*Directions*: What lines below include the string "total"? Pick them out and copy them.

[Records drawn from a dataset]
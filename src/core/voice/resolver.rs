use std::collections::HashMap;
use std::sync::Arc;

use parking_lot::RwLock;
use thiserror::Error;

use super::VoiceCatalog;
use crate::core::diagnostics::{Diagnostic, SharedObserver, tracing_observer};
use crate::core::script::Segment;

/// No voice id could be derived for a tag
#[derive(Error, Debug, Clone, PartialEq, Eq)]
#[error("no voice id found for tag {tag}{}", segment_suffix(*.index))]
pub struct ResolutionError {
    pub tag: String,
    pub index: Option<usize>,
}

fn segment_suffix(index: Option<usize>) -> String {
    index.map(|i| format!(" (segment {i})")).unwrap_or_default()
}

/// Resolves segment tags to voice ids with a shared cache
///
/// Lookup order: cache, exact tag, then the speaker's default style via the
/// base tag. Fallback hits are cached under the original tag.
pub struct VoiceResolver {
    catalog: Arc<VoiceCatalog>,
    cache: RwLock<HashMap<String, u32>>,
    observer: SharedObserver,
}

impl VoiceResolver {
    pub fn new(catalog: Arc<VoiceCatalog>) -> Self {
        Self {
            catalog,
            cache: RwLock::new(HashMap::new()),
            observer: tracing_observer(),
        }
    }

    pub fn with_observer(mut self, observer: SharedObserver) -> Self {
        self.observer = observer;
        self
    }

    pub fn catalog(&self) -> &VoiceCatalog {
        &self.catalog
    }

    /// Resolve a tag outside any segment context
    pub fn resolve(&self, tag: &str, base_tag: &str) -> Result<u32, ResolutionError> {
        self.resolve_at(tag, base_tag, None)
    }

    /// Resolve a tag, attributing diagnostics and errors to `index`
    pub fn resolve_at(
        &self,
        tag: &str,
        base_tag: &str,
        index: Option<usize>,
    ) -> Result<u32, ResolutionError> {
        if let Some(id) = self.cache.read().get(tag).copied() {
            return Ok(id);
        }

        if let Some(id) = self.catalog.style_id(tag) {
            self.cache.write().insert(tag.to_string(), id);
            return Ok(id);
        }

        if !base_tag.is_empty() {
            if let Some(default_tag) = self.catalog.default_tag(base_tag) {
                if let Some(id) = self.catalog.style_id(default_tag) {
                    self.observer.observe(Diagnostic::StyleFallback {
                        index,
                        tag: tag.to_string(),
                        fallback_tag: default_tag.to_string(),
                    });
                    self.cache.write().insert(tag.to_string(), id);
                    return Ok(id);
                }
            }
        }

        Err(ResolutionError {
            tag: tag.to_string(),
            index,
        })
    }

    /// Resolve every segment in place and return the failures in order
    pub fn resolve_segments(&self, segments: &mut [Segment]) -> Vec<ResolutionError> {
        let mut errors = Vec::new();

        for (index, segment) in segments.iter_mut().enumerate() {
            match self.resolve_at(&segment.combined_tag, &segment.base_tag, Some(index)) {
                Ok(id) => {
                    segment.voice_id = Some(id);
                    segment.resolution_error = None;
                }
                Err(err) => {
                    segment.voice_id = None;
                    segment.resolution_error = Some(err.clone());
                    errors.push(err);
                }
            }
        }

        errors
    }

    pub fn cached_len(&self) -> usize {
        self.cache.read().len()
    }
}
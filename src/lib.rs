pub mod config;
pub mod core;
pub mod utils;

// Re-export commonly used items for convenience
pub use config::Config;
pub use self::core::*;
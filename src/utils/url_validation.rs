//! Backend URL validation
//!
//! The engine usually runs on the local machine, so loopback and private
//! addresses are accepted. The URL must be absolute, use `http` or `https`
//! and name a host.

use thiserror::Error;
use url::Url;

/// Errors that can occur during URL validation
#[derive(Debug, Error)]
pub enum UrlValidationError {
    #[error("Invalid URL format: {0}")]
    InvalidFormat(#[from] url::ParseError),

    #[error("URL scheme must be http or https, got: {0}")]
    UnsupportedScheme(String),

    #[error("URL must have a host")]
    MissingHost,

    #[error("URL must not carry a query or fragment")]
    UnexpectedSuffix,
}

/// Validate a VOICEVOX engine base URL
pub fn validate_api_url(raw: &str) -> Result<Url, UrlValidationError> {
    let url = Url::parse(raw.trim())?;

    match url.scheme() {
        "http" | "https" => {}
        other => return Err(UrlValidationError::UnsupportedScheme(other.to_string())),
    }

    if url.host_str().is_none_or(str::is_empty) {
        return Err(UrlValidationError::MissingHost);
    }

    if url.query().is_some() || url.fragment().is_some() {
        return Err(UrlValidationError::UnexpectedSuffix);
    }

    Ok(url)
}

==

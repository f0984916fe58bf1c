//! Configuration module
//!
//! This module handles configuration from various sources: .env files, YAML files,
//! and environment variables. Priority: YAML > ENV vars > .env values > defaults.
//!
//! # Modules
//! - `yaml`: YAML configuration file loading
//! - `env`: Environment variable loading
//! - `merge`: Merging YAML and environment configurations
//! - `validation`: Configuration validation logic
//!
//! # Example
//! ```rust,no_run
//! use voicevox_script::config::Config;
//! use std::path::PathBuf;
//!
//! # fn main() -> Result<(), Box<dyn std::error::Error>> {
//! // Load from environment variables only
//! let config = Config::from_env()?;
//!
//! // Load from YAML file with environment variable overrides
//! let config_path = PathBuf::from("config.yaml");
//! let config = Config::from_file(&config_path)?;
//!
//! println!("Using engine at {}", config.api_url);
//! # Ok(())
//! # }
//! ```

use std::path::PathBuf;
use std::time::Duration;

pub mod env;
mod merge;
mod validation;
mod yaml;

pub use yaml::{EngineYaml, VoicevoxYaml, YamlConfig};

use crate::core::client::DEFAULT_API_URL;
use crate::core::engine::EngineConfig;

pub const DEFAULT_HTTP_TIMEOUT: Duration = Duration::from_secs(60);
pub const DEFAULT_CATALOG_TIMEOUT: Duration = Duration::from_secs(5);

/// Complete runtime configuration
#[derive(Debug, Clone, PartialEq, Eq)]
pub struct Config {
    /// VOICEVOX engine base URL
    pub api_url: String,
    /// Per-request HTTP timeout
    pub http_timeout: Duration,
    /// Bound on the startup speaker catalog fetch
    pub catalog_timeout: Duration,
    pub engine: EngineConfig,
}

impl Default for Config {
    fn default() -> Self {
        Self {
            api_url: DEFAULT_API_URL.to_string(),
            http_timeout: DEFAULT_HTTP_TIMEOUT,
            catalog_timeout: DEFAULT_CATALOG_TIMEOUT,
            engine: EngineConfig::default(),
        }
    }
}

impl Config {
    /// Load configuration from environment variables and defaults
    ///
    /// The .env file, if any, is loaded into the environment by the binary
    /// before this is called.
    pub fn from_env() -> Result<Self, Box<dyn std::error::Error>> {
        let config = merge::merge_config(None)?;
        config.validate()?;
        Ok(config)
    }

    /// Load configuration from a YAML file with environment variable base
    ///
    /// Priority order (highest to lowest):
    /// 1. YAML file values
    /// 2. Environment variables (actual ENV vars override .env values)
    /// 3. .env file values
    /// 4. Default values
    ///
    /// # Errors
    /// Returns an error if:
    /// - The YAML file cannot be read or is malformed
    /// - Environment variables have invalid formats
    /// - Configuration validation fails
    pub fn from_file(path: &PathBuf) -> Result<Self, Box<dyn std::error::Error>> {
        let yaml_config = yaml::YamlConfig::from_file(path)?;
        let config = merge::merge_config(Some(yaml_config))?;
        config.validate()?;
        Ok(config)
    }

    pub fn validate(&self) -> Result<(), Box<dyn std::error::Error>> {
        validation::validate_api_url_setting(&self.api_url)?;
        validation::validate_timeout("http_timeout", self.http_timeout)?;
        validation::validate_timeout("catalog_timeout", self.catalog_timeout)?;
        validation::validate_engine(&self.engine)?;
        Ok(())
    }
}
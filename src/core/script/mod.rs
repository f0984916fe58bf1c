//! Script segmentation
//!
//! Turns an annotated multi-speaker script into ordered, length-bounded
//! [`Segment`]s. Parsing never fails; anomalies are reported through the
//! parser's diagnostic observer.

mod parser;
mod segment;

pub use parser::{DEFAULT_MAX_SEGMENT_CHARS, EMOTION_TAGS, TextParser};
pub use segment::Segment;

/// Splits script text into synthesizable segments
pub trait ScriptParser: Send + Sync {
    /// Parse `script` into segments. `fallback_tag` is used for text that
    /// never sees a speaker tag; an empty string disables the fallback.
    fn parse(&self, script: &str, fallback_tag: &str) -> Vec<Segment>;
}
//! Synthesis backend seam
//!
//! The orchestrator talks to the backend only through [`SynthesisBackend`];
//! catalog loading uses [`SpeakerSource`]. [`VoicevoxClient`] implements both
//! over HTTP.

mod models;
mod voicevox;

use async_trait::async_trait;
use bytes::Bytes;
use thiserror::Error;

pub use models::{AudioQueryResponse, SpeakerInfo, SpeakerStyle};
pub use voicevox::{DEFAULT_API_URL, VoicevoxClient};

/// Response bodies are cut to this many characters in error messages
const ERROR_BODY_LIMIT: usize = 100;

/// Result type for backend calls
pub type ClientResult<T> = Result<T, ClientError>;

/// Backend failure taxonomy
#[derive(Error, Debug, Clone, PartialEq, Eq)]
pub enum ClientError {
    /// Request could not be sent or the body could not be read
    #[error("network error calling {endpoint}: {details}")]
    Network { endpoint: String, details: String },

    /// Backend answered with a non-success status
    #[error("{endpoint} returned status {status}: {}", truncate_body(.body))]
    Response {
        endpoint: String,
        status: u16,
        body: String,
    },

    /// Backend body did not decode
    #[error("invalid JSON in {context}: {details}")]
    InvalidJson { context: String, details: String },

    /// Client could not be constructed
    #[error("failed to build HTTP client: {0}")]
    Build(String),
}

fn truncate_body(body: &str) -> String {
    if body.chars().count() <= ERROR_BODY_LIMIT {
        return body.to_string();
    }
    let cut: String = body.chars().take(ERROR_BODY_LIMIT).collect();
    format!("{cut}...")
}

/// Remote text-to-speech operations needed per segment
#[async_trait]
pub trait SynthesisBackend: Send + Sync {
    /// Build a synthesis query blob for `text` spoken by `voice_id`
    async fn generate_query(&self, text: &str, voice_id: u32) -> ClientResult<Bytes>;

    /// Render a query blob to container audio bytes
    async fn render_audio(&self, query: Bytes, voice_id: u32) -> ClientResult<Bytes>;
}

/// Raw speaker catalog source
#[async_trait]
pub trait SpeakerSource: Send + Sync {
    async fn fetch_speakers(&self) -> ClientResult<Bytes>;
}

* * *

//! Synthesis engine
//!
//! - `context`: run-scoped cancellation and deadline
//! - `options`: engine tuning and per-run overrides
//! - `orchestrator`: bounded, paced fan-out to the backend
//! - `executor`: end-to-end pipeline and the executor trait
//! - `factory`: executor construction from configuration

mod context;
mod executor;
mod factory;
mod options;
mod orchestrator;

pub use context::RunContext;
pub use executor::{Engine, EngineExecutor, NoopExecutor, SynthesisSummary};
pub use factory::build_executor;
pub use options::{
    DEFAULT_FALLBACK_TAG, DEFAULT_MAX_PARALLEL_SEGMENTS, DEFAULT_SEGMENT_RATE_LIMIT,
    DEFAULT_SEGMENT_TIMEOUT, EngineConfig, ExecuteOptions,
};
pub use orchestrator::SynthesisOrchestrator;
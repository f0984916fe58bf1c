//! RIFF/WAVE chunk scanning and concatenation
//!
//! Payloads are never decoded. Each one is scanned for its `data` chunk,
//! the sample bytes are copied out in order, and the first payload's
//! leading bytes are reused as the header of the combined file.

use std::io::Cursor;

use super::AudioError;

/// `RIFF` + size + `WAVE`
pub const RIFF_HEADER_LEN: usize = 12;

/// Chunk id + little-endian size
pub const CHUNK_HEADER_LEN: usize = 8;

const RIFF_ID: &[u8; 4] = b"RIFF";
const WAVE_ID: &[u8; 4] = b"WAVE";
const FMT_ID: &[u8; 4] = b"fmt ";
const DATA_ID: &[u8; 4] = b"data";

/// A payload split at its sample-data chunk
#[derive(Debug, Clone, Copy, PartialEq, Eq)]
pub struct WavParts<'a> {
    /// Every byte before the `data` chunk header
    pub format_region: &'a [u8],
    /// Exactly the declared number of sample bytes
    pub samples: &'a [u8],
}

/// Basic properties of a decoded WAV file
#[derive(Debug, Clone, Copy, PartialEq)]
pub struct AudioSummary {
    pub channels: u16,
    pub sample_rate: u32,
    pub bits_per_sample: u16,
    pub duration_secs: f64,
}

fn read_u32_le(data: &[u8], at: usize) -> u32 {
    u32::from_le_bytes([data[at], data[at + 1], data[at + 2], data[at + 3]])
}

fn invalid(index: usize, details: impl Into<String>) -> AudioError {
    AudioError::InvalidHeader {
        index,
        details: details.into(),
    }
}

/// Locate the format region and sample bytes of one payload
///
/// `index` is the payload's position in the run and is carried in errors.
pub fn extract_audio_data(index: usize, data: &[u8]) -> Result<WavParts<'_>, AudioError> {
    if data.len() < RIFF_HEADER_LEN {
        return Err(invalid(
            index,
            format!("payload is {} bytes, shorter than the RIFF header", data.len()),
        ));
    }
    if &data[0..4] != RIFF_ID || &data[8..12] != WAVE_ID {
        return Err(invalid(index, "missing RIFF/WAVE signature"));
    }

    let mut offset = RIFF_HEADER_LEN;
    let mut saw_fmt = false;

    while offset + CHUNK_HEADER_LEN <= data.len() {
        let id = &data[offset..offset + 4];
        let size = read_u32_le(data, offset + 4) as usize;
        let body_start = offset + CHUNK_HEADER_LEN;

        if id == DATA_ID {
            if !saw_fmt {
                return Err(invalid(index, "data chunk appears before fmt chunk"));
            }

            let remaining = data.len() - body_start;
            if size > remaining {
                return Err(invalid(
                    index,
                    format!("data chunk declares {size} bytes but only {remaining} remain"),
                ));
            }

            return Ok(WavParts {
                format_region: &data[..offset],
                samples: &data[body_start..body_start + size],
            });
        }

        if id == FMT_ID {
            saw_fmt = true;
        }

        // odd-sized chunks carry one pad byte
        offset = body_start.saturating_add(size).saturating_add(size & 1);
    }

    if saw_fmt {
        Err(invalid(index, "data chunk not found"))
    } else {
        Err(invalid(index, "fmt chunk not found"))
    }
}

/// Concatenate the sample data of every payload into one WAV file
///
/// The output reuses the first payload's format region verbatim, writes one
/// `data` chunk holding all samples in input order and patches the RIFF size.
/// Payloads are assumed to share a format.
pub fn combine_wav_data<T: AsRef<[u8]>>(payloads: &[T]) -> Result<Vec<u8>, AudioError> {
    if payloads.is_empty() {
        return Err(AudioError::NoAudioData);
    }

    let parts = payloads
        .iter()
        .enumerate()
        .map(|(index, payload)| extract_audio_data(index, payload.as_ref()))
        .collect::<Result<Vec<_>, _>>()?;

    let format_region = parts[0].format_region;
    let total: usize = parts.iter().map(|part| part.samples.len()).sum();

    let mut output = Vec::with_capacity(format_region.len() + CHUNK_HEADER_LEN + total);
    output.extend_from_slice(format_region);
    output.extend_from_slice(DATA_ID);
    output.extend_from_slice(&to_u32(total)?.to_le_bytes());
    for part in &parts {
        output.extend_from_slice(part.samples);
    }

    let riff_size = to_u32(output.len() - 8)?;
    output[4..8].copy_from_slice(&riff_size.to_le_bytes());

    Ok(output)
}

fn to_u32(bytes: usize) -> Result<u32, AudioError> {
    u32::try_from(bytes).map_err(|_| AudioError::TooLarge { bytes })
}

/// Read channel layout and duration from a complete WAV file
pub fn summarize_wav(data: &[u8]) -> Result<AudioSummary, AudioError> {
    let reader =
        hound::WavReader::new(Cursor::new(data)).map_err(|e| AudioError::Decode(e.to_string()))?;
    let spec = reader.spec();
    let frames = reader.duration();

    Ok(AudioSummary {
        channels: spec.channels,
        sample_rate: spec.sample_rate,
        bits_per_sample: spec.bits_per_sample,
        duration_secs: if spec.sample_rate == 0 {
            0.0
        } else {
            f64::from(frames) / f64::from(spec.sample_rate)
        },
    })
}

*Task answer*:
    let total: usize = parts.iter().map(|part| part.samples.len()).sum();
    let mut output = Vec::with_capacity(format_region.len() + CHUNK_HEADER_LEN + total);
    output.extend_from_slice(&to_u32(total)?.to_le_bytes());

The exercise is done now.